= GOAL OF THE EXERCISE =
Where does the word "slot" appear in the entries below? Copy each line that holds it.

[Stored data entries]

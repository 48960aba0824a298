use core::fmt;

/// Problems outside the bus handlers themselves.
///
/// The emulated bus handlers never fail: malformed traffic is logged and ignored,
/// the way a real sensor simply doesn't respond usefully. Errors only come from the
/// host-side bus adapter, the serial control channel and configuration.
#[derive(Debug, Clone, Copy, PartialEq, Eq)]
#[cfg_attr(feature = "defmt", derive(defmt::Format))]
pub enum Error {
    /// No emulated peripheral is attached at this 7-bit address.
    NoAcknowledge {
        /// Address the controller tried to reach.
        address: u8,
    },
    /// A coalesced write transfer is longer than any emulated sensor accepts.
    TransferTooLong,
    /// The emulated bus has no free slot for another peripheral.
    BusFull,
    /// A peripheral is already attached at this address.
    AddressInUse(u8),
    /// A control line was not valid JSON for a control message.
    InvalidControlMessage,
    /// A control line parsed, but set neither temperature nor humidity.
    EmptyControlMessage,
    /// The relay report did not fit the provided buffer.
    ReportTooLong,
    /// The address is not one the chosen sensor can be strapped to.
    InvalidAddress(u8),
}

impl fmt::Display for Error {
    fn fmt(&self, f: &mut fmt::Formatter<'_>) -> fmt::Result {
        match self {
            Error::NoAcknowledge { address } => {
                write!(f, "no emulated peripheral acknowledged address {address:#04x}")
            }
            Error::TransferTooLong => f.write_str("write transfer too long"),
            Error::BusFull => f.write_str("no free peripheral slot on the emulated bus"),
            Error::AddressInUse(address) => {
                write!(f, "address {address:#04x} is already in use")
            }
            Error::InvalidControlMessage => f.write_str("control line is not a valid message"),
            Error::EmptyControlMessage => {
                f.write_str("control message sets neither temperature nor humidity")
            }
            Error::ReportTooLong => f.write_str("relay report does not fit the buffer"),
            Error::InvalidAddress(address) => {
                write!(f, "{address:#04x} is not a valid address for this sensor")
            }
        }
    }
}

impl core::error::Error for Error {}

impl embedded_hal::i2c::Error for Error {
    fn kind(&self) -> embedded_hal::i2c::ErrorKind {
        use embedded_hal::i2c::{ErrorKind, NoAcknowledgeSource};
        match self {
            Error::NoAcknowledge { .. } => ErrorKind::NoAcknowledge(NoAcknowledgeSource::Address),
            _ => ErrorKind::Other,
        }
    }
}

= SOLUTION TO THE EXERCISE =
    /// The emulated bus has no free slot for another peripheral.
            Error::BusFull => f.write_str("no free peripheral slot on the emulated bus"),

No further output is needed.